▶ EXERCISE DIRECTIONS: The response should consist of the data reproduced word for word.

▶ RECORDS TO PROCESS:
- - -

use crate::config::ScannerConfig;
use crate::flips::{compute_metrics, tier};
use crate::model::{EnrichedItem, ItemId, ItemMapping, Quote, Volume24h};
use crate::stats::AggregateIndex;
use rayon::prelude::*;
use std::cmp::Ordering;
use std::collections::HashMap;

/// Maps historical volatility (percent) into [0, 1).
pub fn risk_score(historical_volatility: f64, alpha_risk: f64) -> f64 {
    if !historical_volatility.is_finite() || historical_volatility <= 0.0 {
        return 0.0;
    }
    (historical_volatility / 100.0 * alpha_risk).tanh()
}

/// Log-compressed composite of margin, volume and risk, scaled by how much
/// of the item can actually be bought per limit window.
pub fn rank_score(
    net_margin: f64,
    volume_24h: f64,
    risk: f64,
    trade_limit: f64,
    config: &ScannerConfig,
) -> f64 {
    let log_margin = log10_floor_one(net_margin);
    let log_volume = log10_floor_one(volume_24h);
    let log_limit = log10_floor_one(trade_limit);
    (log_margin * config.weight_margin + log_volume * config.weight_volume
        - risk * config.weight_risk)
        * log_limit
}

fn log10_floor_one(value: f64) -> f64 {
    if value.is_finite() {
        value.max(1.0).log10()
    } else {
        0.0
    }
}

pub fn enrich(
    item: &ItemMapping,
    quote: &Quote,
    volume: Option<&Volume24h>,
    index: &AggregateIndex,
    config: &ScannerConfig,
) -> EnrichedItem {
    let metrics = compute_metrics(item, quote, volume, config);
    let historical_volatility = index.volatility(item.id);
    let risk = risk_score(historical_volatility, config.alpha_risk);

    let rank = rank_score(
        metrics.net_margin,
        metrics.volume_24h,
        risk,
        item.trade_limit(),
        config,
    );

    EnrichedItem {
        item: item.clone(),
        quote: *quote,
        metrics,
        historical_volatility,
        risk_score: risk,
        risk_adjusted_profit: metrics.profit_per_hour * (1.0 - risk),
        rank_score: rank,
        tier: tier(&metrics),
    }
}

pub fn rank_order(a: &EnrichedItem, b: &EnrichedItem) -> Ordering {
    b.rank_score
        .total_cmp(&a.rank_score)
        .then_with(|| a.item.id.cmp(&b.item.id))
}

pub fn compute_ranked(
    catalog: &[ItemMapping],
    quotes: &HashMap<ItemId, Quote>,
    volumes: Option<&HashMap<ItemId, Volume24h>>,
    index: &AggregateIndex,
    config: &ScannerConfig,
) -> Vec<EnrichedItem> {
    let mut ranked: Vec<EnrichedItem> = catalog
        .par_iter()
        .filter_map(|item| {
            let quote = quotes.get(&item.id)?;
            let volume = volumes.and_then(|v| v.get(&item.id));
            Some(enrich(item, quote, volume, index, config))
        })
        .filter(|e| {
            e.metrics.potential_profit >= config.min_potential
                && e.historical_volatility <= config.max_volatility
        })
        .collect();

    ranked.sort_by(rank_order);
    ranked.truncate(config.top_n);
    ranked
}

- - -

▶ SOLUTION:
use crate::config::ScannerConfig;
use crate::flips::{compute_metrics, tier};
use crate::model::{EnrichedItem, ItemId, ItemMapping, Quote, Volume24h};
use crate::stats::AggregateIndex;
use rayon::prelude::*;
use std::cmp::Ordering;
use std::collections::HashMap;

/// Maps historical volatility (percent) into [0, 1).
pub fn risk_score(historical_volatility: f64, alpha_risk: f64) -> f64 {
    if !historical_volatility.is_finite() || historical_volatility <= 0.0 {
        return 0.0;
    }
    (historical_volatility / 100.0 * alpha_risk).tanh()
}

/// Log-compressed composite of margin, volume and risk, scaled by how much
/// of the item can actually be bought per limit window.
pub fn rank_score(
    net_margin: f64,
    volume_24h: f64,
    risk: f64,
    trade_limit: f64,
    config: &ScannerConfig,
) -> f64 {
    let log_margin = log10_floor_one(net_margin);
    let log_volume = log10_floor_one(volume_24h);
    let log_limit = log10_floor_one(trade_limit);
    (log_margin * config.weight_margin + log_volume * config.weight_volume
        - risk * config.weight_risk)
        * log_limit
}

fn log10_floor_one(value: f64) -> f64 {
    if value.is_finite() {
        value.max(1.0).log10()
    } else {
        0.0
    }
}

pub fn enrich(
    item: &ItemMapping,
    quote: &Quote,
    volume: Option<&Volume24h>,
    index: &AggregateIndex,
    config: &ScannerConfig,
) -> EnrichedItem {
    let metrics = compute_metrics(item, quote, volume, config);
    let historical_volatility = index.volatility(item.id);
    let risk = risk_score(historical_volatility, config.alpha_risk);

    let rank = rank_score(
        metrics.net_margin,
        metrics.volume_24h,
        risk,
        item.trade_limit(),
        config,
    );

    EnrichedItem {
        item: item.clone(),
        quote: *quote,
        metrics,
        historical_volatility,
        risk_score: risk,
        risk_adjusted_profit: metrics.profit_per_hour * (1.0 - risk),
        rank_score: rank,
        tier: tier(&metrics),
    }
}

pub fn rank_order(a: &EnrichedItem, b: &EnrichedItem) -> Ordering {
    b.rank_score
        .total_cmp(&a.rank_score)
        .then_with(|| a.item.id.cmp(&b.item.id))
}

pub fn compute_ranked(
    catalog: &[ItemMapping],
    quotes: &HashMap<ItemId, Quote>,
    volumes: Option<&HashMap<ItemId, Volume24h>>,
    index: &AggregateIndex,
    config: &ScannerConfig,
) -> Vec<EnrichedItem> {
    let mut ranked: Vec<EnrichedItem> = catalog
        .par_iter()
        .filter_map(|item| {
            let quote = quotes.get(&item.id)?;
            let volume = volumes.and_then(|v| v.get(&item.id));
            Some(enrich(item, quote, volume, index, config))
        })
        .filter(|e| {
            e.metrics.potential_profit >= config.min_potential
                && e.historical_volatility <= config.max_volatility
        })
        .collect();

    ranked.sort_by(rank_order);
    ranked.truncate(config.top_n);
    ranked
}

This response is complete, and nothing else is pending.